H. Desegregation of Faculty and Staff. The most difficult problem in the desegregation process is the integration of faculties. See Section IV D of this opinion. A recent survey shows that until the 1966-67 session not a single Negro teacher in Alabama, Louisiana, or Mississippi has been assigned to a school where there are white teachers. [FN115] As evidenced in numerous records, this long continued policy has resulted in inferior Negro teaching and in inferior education of Negroes as a class. Everyone agrees, on principle, that the selection and assignment of teachers on merit should not be sacrificed just for the sake of integrating faculties; teaching is an art. Yet until school authorities recognize and carry out their affirmative duty to integrate faculties as well as facilities, there is not the slightest possibility of their ever establishing an operative nondiscriminatory school system.  [FN116] The transfer of a few Negro children to a white school does not do away with the dual system. A Negro faculty makes a Negro school’ the Negro school continues to offer inferior educational opportunities; and the school system continues its psychological harm to Negroes as a class by not putting them on an equal level with white children as a class. [FN117] To prevent such harm or to undo the harm, or to prevent resegregation, the school authorities, even in the administration of an otherwise rational, nondiscriminatory policy, should take corrective action involving racial criteria. As we pointed out (see Section III C), in fashioning an appropriate remedy tending to undo past discrimination this Court has often taken race into account.

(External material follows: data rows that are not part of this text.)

// Copyright (C) 2025 SyncMyOrders Sp. z o.o.
// SPDX-License-Identifier: AGPL-3.0-or-later
//! Database migrations for provisioner-core.
//!
//! This module exposes embedded migrations that can be run programmatically.
//! Services embedding provisioner-core call these functions to set up the
//! database schema.
//!
//! # Example
//!
//! ```ignore
//! use sqlx::PgPool;
//! use provisioner_core::migrations;
//!
//! let pool = PgPool::connect(&database_url).await?;
//! migrations::run_postgres(&pool).await?;
//! ```

use sqlx::migrate::MigrateError;

/// PostgreSQL migrator with all core migrations embedded.
pub static POSTGRES: sqlx::migrate::Migrator = sqlx::migrate!("./migrations/postgresql");

/// SQLite migrator with all core migrations embedded.
pub static SQLITE: sqlx::migrate::Migrator = sqlx::migrate!("./migrations/sqlite");

/// Run PostgreSQL migrations.
///
/// Applies all pending migrations to the database. Safe to call multiple times;
/// already-applied migrations are skipped.
pub async fn run_postgres(pool: &sqlx::PgPool) -> Result<(), MigrateError> {
    POSTGRES.run(pool).await
}

/// Run SQLite migrations.
///
/// Applies all pending migrations to the database. Safe to call multiple times;
/// already-applied migrations are skipped.
pub async fn run_sqlite(pool: &sqlx::SqlitePool) -> Result<(), MigrateError> {
    SQLITE.run(pool).await
}
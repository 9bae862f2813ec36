// Copyright (C) 2025 SyncMyOrders Sp. z o.o.
// SPDX-License-Identifier: AGPL-3.0-or-later
//! Integration tests for the provisioning workflow and status reconstruction.

mod common;

use std::collections::HashSet;

use common::*;
use provisioner_core::error::DbErrorKind;
use provisioner_core::model::{
    ClusterConfig, EMPTY_TERRAFORM_STATE, OperationState, OperationType,
};
use provisioner_core::service::PROVISIONING_STARTED_MESSAGE;

#[tokio::test]
async fn provisioning_persists_the_full_row_graph() {
    let ctx = TestContext::new().await;

    let operation = ctx
        .runtime_service
        .set_provisioning_started("rt-1", gardener_runtime_config())
        .await
        .unwrap();

    assert_eq!(operation.operation_type, OperationType::Provision);
    assert_eq!(operation.state, OperationState::InProgress);
    assert_eq!(operation.message, PROVISIONING_STARTED_MESSAGE);
    assert_eq!(operation.cluster_id, "rt-1");
    assert!(operation.end_timestamp.is_none());

    let status = ctx.runtime_service.get_status("rt-1").await.unwrap();
    assert_eq!(status.last_operation_status, operation);

    let config = &status.runtime_configuration;
    assert_eq!(config.kubeconfig, None);
    assert_eq!(config.credentials_secret_name, "test-credentials");

    let ClusterConfig::Gardener(gardener) = &config.cluster_config else {
        panic!("expected a gardener config");
    };
    assert_eq!(gardener.cluster_id, "rt-1");
    assert_eq!(gardener.name, "test-shoot");
    assert_eq!(gardener.seed, "gcp-eu1");
    assert!(!gardener.id.is_empty());

    // Module order is irrelevant; the set must round-trip.
    let modules: HashSet<_> = config
        .kyma_config
        .modules
        .iter()
        .map(|m| m.module.as_str())
        .collect();
    assert_eq!(modules, HashSet::from(["core", "monitoring"]));
    assert_eq!(config.kyma_config.cluster_id, "rt-1");
    assert_eq!(config.kyma_config.version, "1.5");

    let cluster = ctx.runtime_service.get_cluster_data("rt-1").await.unwrap();
    assert_eq!(cluster.terraform_state, EMPTY_TERRAFORM_STATE);
    assert_eq!(cluster.creation_timestamp, operation.start_timestamp);
}

#[tokio::test]
async fn provisioning_with_gcp_config_returns_the_gcp_variant() {
    let ctx = TestContext::new().await;

    ctx.runtime_service
        .set_provisioning_started("rt-gcp", gcp_runtime_config())
        .await
        .unwrap();

    let status = ctx.runtime_service.get_status("rt-gcp").await.unwrap();
    let ClusterConfig::Gcp(gcp) = &status.runtime_configuration.cluster_config else {
        panic!("expected a gcp config");
    };
    assert_eq!(gcp.cluster_id, "rt-gcp");
    assert_eq!(gcp.zone, "europe-west1-b");
}

#[tokio::test]
async fn failed_provisioning_leaves_no_partial_rows() {
    let ctx = TestContext::new().await;

    // Sabotage the last insert of the workflow so everything before it must
    // be rolled back.
    sqlx::query("DROP TABLE kyma_config_module")
        .execute(ctx.factory.pool())
        .await
        .unwrap();

    let err = ctx
        .runtime_service
        .set_provisioning_started("rt-1", gardener_runtime_config())
        .await
        .unwrap_err();
    assert_eq!(err.kind(), DbErrorKind::Internal);

    let err = ctx.runtime_service.get_cluster_data("rt-1").await.unwrap_err();
    assert!(err.is_not_found());
    let err = ctx.runtime_service.get_last_operation("rt-1").await.unwrap_err();
    assert!(err.is_not_found());
}

#[tokio::test]
async fn provisioning_the_same_runtime_twice_fails_and_keeps_the_first() {
    let ctx = TestContext::new().await;

    let first = ctx
        .runtime_service
        .set_provisioning_started("rt-1", gardener_runtime_config())
        .await
        .unwrap();

    // The primary key constraint resolves the race; the loser sees Internal.
    let err = ctx
        .runtime_service
        .set_provisioning_started("rt-1", gcp_runtime_config())
        .await
        .unwrap_err();
    assert_eq!(err.kind(), DbErrorKind::Internal);

    let status = ctx.runtime_service.get_status("rt-1").await.unwrap();
    assert_eq!(status.last_operation_status, first);
    assert!(matches!(
        status.runtime_configuration.cluster_config,
        ClusterConfig::Gardener(_)
    ));
}

#[tokio::test]
async fn update_stores_kubeconfig_and_terraform_state() {
    let ctx = TestContext::new().await;

    ctx.runtime_service
        .set_provisioning_started("rt-1", gcp_runtime_config())
        .await
        .unwrap();

    ctx.runtime_service
        .update("rt-1", "kubeconfig-content", r#"{"resources":[]}"#)
        .await
        .unwrap();

    let cluster = ctx.runtime_service.get_cluster_data("rt-1").await.unwrap();
    assert_eq!(cluster.kubeconfig.as_deref(), Some("kubeconfig-content"));
    assert_eq!(cluster.terraform_state, r#"{"resources":[]}"#);

    let status = ctx.runtime_service.get_status("rt-1").await.unwrap();
    assert_eq!(
        status.runtime_configuration.kubeconfig.as_deref(),
        Some("kubeconfig-content")
    );
}

#[tokio::test]
async fn update_of_unknown_runtime_is_not_found() {
    let ctx = TestContext::new().await;

    let err = ctx
        .runtime_service
        .update("no-such-runtime", "kubeconfig", "{}")
        .await
        .unwrap_err();
    assert!(err.is_not_found());
}

#[tokio::test]
async fn cleanup_removes_the_whole_aggregate() {
    let ctx = TestContext::new().await;

    ctx.runtime_service
        .set_provisioning_started("rt-1", gardener_runtime_config())
        .await
        .unwrap();
    ctx.runtime_service.cleanup_cluster_data("rt-1").await.unwrap();

    let err = ctx.runtime_service.get_cluster_data("rt-1").await.unwrap_err();
    assert!(err.is_not_found());

    // Operations and configs cascade with the cluster row.
    let err = ctx.runtime_service.get_last_operation("rt-1").await.unwrap_err();
    assert!(err.is_not_found());
    let err = ctx.runtime_service.get_status("rt-1").await.unwrap_err();
    assert!(err.is_not_found());
}

#[tokio::test]
async fn cleanup_of_unknown_runtime_is_not_found() {
    let ctx = TestContext::new().await;

    let err = ctx
        .runtime_service
        .cleanup_cluster_data("no-such-runtime")
        .await
        .unwrap_err();
    assert!(err.is_not_found());
}

#[tokio::test]
async fn status_of_unknown_runtime_is_not_found() {
    let ctx = TestContext::new().await;

    let err = ctx.runtime_service.get_status("no-such-runtime").await.unwrap_err();
    assert!(err.is_not_found());
}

In the past year, district courts have struggled with the problem of framing effective orders for the desegregation of faculty. (1) Some courts have focused upon the specific results to be reached by reassignment of teachers previously assigned solely upon the basis of their race. The orders entered in these cases require the defendant school boards to assign any *893 newly employed teachers and reassign already-employed faculty so that the proportion of each race assigned to teach in each school will be the same as the proportion of teachers of that race in the total teaching staff in the system, or at least, of the particular school level in which they are employed. (2) Other courts have not bee specific as to the number of teachers of each race that should be assigned to each school in order to remove the effects of past discriminatory assignments. These courts have focused upon the mechanics to be followed in removing the effect of past discrimination rather than upon the result as such. Thus, in Beckett v. School Board of the City of Norfolk, Civil Action No. 2214 (E.D.Va., 1966); Gilliam v. School Board of the City of Hopewell, Civil Action No. 3554 (E.D.V.a.1966); and Bradley v. School Board of the City of Richmond, Civil Action No. 3353 (E.D.Va.1966), the courts approved consent decrees setting forth in detail the considerations that would control the school administrators in filling faculty vacancies and in transferring already employed faculty members in order to facilitate faculty integration. (3) In a third group of cases, the district court, while emphasizing the necessity of affirmative steps to undo the effects of past racial assignments of faculty and while requiring some tangible results, has not been specific regarding the mechanics or the specific results to be achieved. See Harris v. Bullock County Board of Education, M.D.Ala.1966, 253 F.Supp. 276; United States v. Lowndes Board of Education, Civil Action No. 2328-N (M.D.Ala.1966); Carr v. Montgomery County Board of Education, M.D.Ala.1966, 253 F.Supp. 306.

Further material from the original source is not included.